Recordó una conversación que tuvo con Amy Waters en tercero. «¿Por qué crees entonces que son verdes y no blancos?», había preguntado Amy. Lucy pensó durante un rato y sólo acertó a responder que tal vez eran verdes los que eran verdes y blancos los que eran blancos. Quizás los habría rojos y amarillos ella lo ignoraba. Creía en definitiva que los colores de las batas de los cirujanos los dictaba la moda, como todo lo demás. ¿Qué otra explicación podría haber? «Es por la sangre, so mema», había revelado Amy por fin. «Si fuesen blancos, el contraste con la sangre habría sido horrible, y a mucha gente le habría dado un patatús al despertarse y ver su sangre esparcida por toda la bata de un matasanos. El verde disimula bastante bien el color de la sangre, ¿sabes?». Puede que eso fuera cierto en los hospitales, con todas esas lámparas y bombillas arrojando su luz difusa por todas partes, pero allí, en su jardín de Nueva Inglaterra, el rojo carmesí de aquel ignoto y pastoso líquido parecía contrastar muy bien con el verde de su césped.
 
Sintió arcadas. Se obligó a si misma a seguir allí de pie, presentando batalla a las válvulas y cierres de su estómago, que amenazaban con abandonar el barco y echarse a los botes salvavidas. Resistió y pudo contener el vómito. Cuando el control sobre si misma se hubo restituido se irguió y se dispuso a examinar en detalle el manchado juego de sábanas. La caligrafía parecía distinta a las veces anteriores, aunque sólo estaba elucubrando. Lo que desde luego sí era nuevo de esta vuelta eran las pequeñas manchas de sangre que pudo distinguir sobre las esquinas de las sábanas. Parecía como si alguien las hubiera sujetado deliberadamente por los extremos.


 ¡De eso se trataba! Alguien había sostenido las sábanas cuando había comenzado la sonata para campanitas número diecinueve en la mayor de Lucy Sullivan. Así que no lo había pillado por poco. Desde el salón no pudo haber visto al responsable porque éste se había escondido tras las sábanas. Pensó que si tal vez el frustrado pintor de basílicas había permanecido escondido mientras ella observaba las inmóviles sábanas, había tenido que huir precisamente cuando ella bajaba por las escaleras. Por tanto, debía haber todavía un rastro que delatase su presencia justo dónde ella se encontraba. Este reciente hallazgo detonó una explosión de júbilo y despreocupación en lo más profundo de su ánimo y sintió cómo las fuerzas volvían a ella. «No volváis a dejarme», pensó.

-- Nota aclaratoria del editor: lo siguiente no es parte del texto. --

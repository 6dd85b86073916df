//! Exact suffix-of-X / prefix-of-Y matching (spec §4.4).

use std::collections::HashMap;

use crate::error::{MiningError, Result};
use crate::string_table::{StringId, TERMINATOR};
use crate::tree::SuffixTree;

/// For every string `k != prefix_string_id`, the length of the longest
/// proper suffix of `strings[k]` that is a prefix of `strings[prefix_string_id]`.
///
/// `prefix_string_id` is assumed to have been inserted into `tree`; at each
/// node the walk descends into the single child whose edge begins with the
/// next prefix character (invariant 1 guarantees there is at most one).
pub fn find_suffix_matches_for_prefix(
    tree: &SuffixTree,
    prefix_string_id: StringId,
) -> Result<HashMap<StringId, usize>> {
    let table_len = tree.strings().len();
    if prefix_string_id >= table_len {
        return Err(MiningError::invalid_string_id(prefix_string_id, table_len));
    }
    let prefix = tree.strings().get(prefix_string_id)?;
    let prefix_bytes = prefix.as_bytes();

    let mut best: HashMap<StringId, usize> = HashMap::new();
    let mut current = tree.root();
    let mut pos = 0usize;

    loop {
        record_terminal_candidates(tree, current, &mut best);

        if pos >= prefix_bytes.len() {
            break;
        }
        match tree.child_with_first_byte(current, prefix_bytes[pos]) {
            None => break,
            Some((_, child)) => {
                let label = tree.node(child).edge_label.expect("non-root child has an edge label");
                pos += label.len();
                current = child;
            }
        }
    }

    best.remove(&prefix_string_id);
    Ok(best)
}

/// Credits `node.path_label_length` to every string id whose terminator
/// edge hangs directly under `node`.
fn record_terminal_candidates(tree: &SuffixTree, node: crate::node::NodeId, best: &mut HashMap<StringId, usize>) {
    let candidate_length = tree.node(node).path_label_length;
    for &child in &tree.node(node).children {
        let label = tree.node(child).edge_label.expect("non-root child has an edge label");
        if label.len() != 1 || tree.edge_byte_at(label, 0) != TERMINATOR as u8 {
            continue;
        }
        let Some(leaf_strings) = &tree.node(child).leaf_strings else {
            continue;
        };
        for &(string_id, _) in leaf_strings {
            best.entry(string_id)
                .and_modify(|existing| *existing = (*existing).max(candidate_length))
                .or_insert(candidate_length);
        }
    }
}
/*!
A generalized suffix tree engine and the string-mining queries built on top
of it: exact and mismatch-tolerant suffix-prefix matching, common-suffix
ranking, duplicate counting, and barcode extraction.

Originally shaped around short-read sequencing data (adapter trimming,
sample demultiplexing), but the tree and queries operate on arbitrary byte
strings.

# Available Queries

## Suffix tree construction
- [`SuffixTree`]: an arena-allocated generalized suffix tree built with the
  classic naive, per-suffix insertion algorithm.
  - Time: O(n^2) over the total input length
  - Space: O(n) nodes, O(1) per edge label (a view into the shared string table)

## Exact suffix-prefix matcher
- [`find_suffix_matches_for_prefix`]: longest suffix-of-one-string that is a
  prefix of another, via a single guided descent.

## Mismatch-tolerant matcher
- [`find_suffix_matches_for_prefix_with_mismatches`]: as above, tolerating a
  bounded fraction of mismatching characters via worklist DFS.

## Most-common-suffix ranker
- [`find_most_common_suffixes`]: ranks leaves by how many input strings share
  their root-to-leaf path, surfacing likely adapter sequences.

## Unique-whole-string counter
- [`count_unique_sequences`]: counts duplicate insertions of the same string.

## Barcode extractor
- [`find_barcodes`]: partitions strings by a shared-length trailing barcode.

# Usage Example

```rust
use strmine::SuffixTree;
use strmine::queries::find_suffix_matches_for_prefix;

let mut tree = SuffixTree::new(false);
let adapter = tree.add_string("gctgca").unwrap();
tree.add_string("tgc").unwrap();
tree.add_string("gct").unwrap();

let matches = find_suffix_matches_for_prefix(&tree, adapter).unwrap();
assert_eq!(matches.len(), 2);
```

# Features
- Arena-based nodes addressed by handle, so there are no parent-pointer cycles.
- Edge labels are views into an append-only string table, never copied substrings.
- Opt-in terminal-edge bookkeeping (`track_terminal_edges`), needed only by the ranker.
*/

mod builder;
pub mod error;
pub mod node;
pub mod queries;
pub mod string_table;
pub mod tree;

pub use error::{MiningError, Result};
pub use tree::SuffixTree;

/// Re-export of [`queries::find_suffix_matches_for_prefix`].
pub use self::queries::find_suffix_matches_for_prefix;

/// Re-export of [`queries::find_suffix_matches_for_prefix_with_mismatches`].
pub use self::queries::find_suffix_matches_for_prefix_with_mismatches;

/// Re-export of [`queries::find_most_common_suffixes`].
pub use self::queries::find_most_common_suffixes;

/// Re-export of [`queries::count_unique_sequences`].
pub use self::queries::count_unique_sequences;

/// Re-export of [`queries::find_barcodes`].
pub use self::queries::find_barcodes;
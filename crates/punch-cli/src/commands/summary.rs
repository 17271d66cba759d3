//! Summary command for breaking time down by logged message.

use std::io::Write;

use anyhow::Result;
use clap::Args;

use punch_core::{Clock, ReportOptions};
use punch_store::LedgerStore;

use super::list::RangeArgs;
use super::{Session, write_json};

#[derive(Debug, Args)]
pub struct SummaryArgs {
    /// Project to summarize.
    pub project: String,
    #[command(flatten)]
    pub range: RangeArgs,
    /// Print raw seconds instead of H:MM:SS.
    #[arg(long)]
    pub seconds: bool,
}

pub fn run<W: Write, S: LedgerStore, C: Clock>(
    writer: &mut W,
    session: &Session<'_, S, C>,
    args: &SummaryArgs,
) -> Result<()> {
    let options = ReportOptions {
        range: (&args.range).into(),
        format: !args.seconds,
    };
    match session.ledger.summary(&args.project, &options)? {
        Some(summary) => write_json(writer, &summary)?,
        None => writeln!(writer, "No data for '{}'", args.project)?,
    }
    Ok(())
}
//! Core type definitions with validation.

use std::fmt;
use std::sync::LazyLock;

use indexmap::IndexMap;
use regex::Regex;
use serde::{Deserialize, Serialize, Serializer};
use thiserror::Error;

use crate::clock::Timestamp;

/// Matches an archive slot name such as `work_old/3`.
static ARCHIVE_SLOT_RE: LazyLock<Regex> =
    LazyLock::new(|| Regex::new(r"^(?<base>.+_old)/(?<slot>\d+)$").unwrap());

/// Validation errors for core types.
#[derive(Debug, Error, Clone, PartialEq, Eq)]
pub enum ValidationError {
    /// The provided value was empty.
    #[error("{field} cannot be empty")]
    Empty { field: &'static str },
}

/// A validated project name.
///
/// Names are opaque except for `/`, which separates a parent from a child
/// (`parent/child`), and the reserved `<project>_old/<N>` archive slots.
#[derive(Debug, Clone, PartialEq, Eq, Hash, Serialize, Deserialize)]
#[serde(try_from = "String", into = "String")]
pub struct ProjectName(String);

impl ProjectName {
    /// Creates a new name after validation.
    pub fn new(name: impl Into<String>) -> Result<Self, ValidationError> {
        let name = name.into();
        if name.trim().is_empty() {
            return Err(ValidationError::Empty {
                field: "project name",
            });
        }
        Ok(Self(name))
    }

    /// Returns the name as a string slice.
    pub fn as_str(&self) -> &str {
        &self.0
    }

    /// Returns true if `candidate` is a descendant of this project.
    ///
    /// This is a plain prefix comparison on `<name>/`, so characters that
    /// would be special in a pattern need no escaping.
    pub fn is_parent_of(&self, candidate: &str) -> bool {
        candidate
            .strip_prefix(self.0.as_str())
            .and_then(|rest| rest.strip_prefix('/'))
            .is_some_and(|child| !child.is_empty())
    }

    /// The archive slot this project ages into.
    ///
    /// `work` ages into `work_old/1`; an archive slot `work_old/1` ages into
    /// `work_old/2`.
    pub fn archive_slot(&self) -> Self {
        let next = ARCHIVE_SLOT_RE.captures(&self.0).and_then(|caps| {
            let slot: u64 = caps["slot"].parse().ok()?;
            Some(format!("{}/{}", &caps["base"], slot.checked_add(1)?))
        });
        Self(next.unwrap_or_else(|| format!("{}_old/1", self.0)))
    }
}

impl TryFrom<String> for ProjectName {
    type Error = ValidationError;

    fn try_from(value: String) -> Result<Self, Self::Error> {
        Self::new(value)
    }
}

impl From<ProjectName> for String {
    fn from(name: ProjectName) -> Self {
        name.0
    }
}

impl fmt::Display for ProjectName {
    fn fmt(&self, f: &mut fmt::Formatter<'_>) -> fmt::Result {
        write!(f, "{}", self.0)
    }
}

impl AsRef<str> for ProjectName {
    fn as_ref(&self) -> &str {
        &self.0
    }
}

/// Whether a project is currently punched in.
#[derive(Debug, Clone, Copy, PartialEq, Eq, Hash, Serialize, Deserialize)]
#[serde(rename_all = "lowercase")]
pub enum Status {
    In,
    Out,
}

impl Status {
    /// String representation for output.
    #[must_use]
    pub const fn as_str(&self) -> &'static str {
        match self {
            Self::In => "in",
            Self::Out => "out",
        }
    }
}

impl fmt::Display for Status {
    fn fmt(&self, f: &mut fmt::Formatter<'_>) -> fmt::Result {
        write!(f, "{}", self.as_str())
    }
}

/// Detailed status of a project.
#[derive(Debug, Clone, PartialEq, Eq, Serialize)]
pub struct StatusReport {
    pub status: Status,
    /// Punch-in time when in, punch-out time when out.
    pub time: Timestamp,
    /// Latest log message of the active entry.
    #[serde(skip_serializing_if = "Option::is_none")]
    pub message: Option<String>,
}

/// A project's status, bare or detailed depending on the `full` option.
#[derive(Debug, Clone, PartialEq, Eq, Serialize)]
#[serde(untagged)]
pub enum StatusValue {
    Bare(Status),
    Full(StatusReport),
}

impl StatusValue {
    /// The status regardless of detail level.
    pub const fn status(&self) -> Status {
        match self {
            Self::Bare(status) => *status,
            Self::Full(report) => report.status,
        }
    }
}

/// Status of every project.
#[derive(Debug, Clone, PartialEq, Eq)]
pub enum Statuses {
    /// Per-project statuses; `None` for projects without entries.
    Projects(IndexMap<String, Option<StatusValue>>),
    /// Nothing is punched in (only produced by the `short` option).
    AllOut,
}

impl Serialize for Statuses {
    fn serialize<S>(&self, serializer: S) -> Result<S::Ok, S::Error>
    where
        S: Serializer,
    {
        match self {
            Self::Projects(projects) => projects.serialize(serializer),
            Self::AllOut => Status::Out.serialize(serializer),
        }
    }
}

/// Result of a mutating ledger operation.
///
/// Neither negative variant is an error: `Unchanged` means the project was
/// already in the requested state, `NotFound` means there was nothing to act on.
#[derive(Debug, Clone, Copy, PartialEq, Eq, Hash, Serialize)]
#[serde(rename_all = "snake_case")]
pub enum Outcome {
    /// The ledger was modified and should be saved.
    Applied,
    /// The operation was a no-op.
    Unchanged,
    /// The project does not exist.
    NotFound,
}

impl Outcome {
    pub const fn from_applied(applied: bool) -> Self {
        if applied { Self::Applied } else { Self::Unchanged }
    }

    /// Returns true if the ledger changed.
    pub const fn is_applied(self) -> bool {
        matches!(self, Self::Applied)
    }
}
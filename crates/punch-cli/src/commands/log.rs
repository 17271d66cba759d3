//! Log command for annotating the active entry.

use std::io::Write;

use anyhow::Result;
use clap::Args;

use punch_core::{Clock, LogOptions, Outcome, Timestamp};
use punch_store::LedgerStore;

use super::Session;
use super::util::parse_datetime;

#[derive(Debug, Args)]
pub struct LogArgs {
    /// Project that is punched in.
    pub project: String,
    /// Message to record.
    pub message: String,
    /// When the message applies from (default: now).
    #[arg(long, visible_alias = "at", value_parser = parse_datetime)]
    pub time: Option<Timestamp>,
}

pub fn run<W: Write, S: LedgerStore, C: Clock>(
    writer: &mut W,
    session: &mut Session<'_, S, C>,
    args: &LogArgs,
) -> Result<()> {
    let outcome = session
        .ledger
        .log(&args.project, &args.message, LogOptions { time: args.time })?;
    if session.commit(outcome)? != Outcome::Applied {
        writeln!(writer, "Not punched in to '{}'", args.project)?;
    }
    Ok(())
}
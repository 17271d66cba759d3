//! Total command for reporting time spent.

use std::io::Write;

use anyhow::Result;
use clap::Args;

use punch_core::{Clock, Listing, ReportOptions};
use punch_store::LedgerStore;

use super::list::RangeArgs;
use super::{Session, write_json};

#[derive(Debug, Args)]
pub struct TotalArgs {
    /// Project to total, with its children (default: every project).
    pub project: Option<String>,
    #[command(flatten)]
    pub range: RangeArgs,
    /// Print raw seconds instead of H:MM:SS.
    #[arg(long)]
    pub seconds: bool,
}

pub fn run<W: Write, S: LedgerStore, C: Clock>(
    writer: &mut W,
    session: &Session<'_, S, C>,
    args: &TotalArgs,
) -> Result<()> {
    let options = ReportOptions {
        range: (&args.range).into(),
        format: !args.seconds,
    };
    match session.ledger.total(args.project.as_deref(), &options) {
        Some(Listing::Project(total)) => writeln!(writer, "{total}")?,
        Some(totals) => write_json(writer, &totals)?,
        None => writeln!(writer, "No data for '{}'", args.project.as_deref().unwrap_or_default())?,
    }
    Ok(())
}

Comenzó a buscar alrededor de sus pies, de adentro a afuera y en espiral. La pista que andaba buscando no tardó en aparecer; se trataba de unas pisadas en la hierba, justo al lado de uno de los bordes de la sábana. Junto al hundido césped había unas ligeras manchas que sólo pudo contemplar bien al agacharse, pero que resultaban evidentes. Había gotas de sangre dentro de varias de las pisadas que logró identificar, lo cual demostraba que la persona que había estado jugando con sus sábanas las había pisado después de que cayera la sangre al césped.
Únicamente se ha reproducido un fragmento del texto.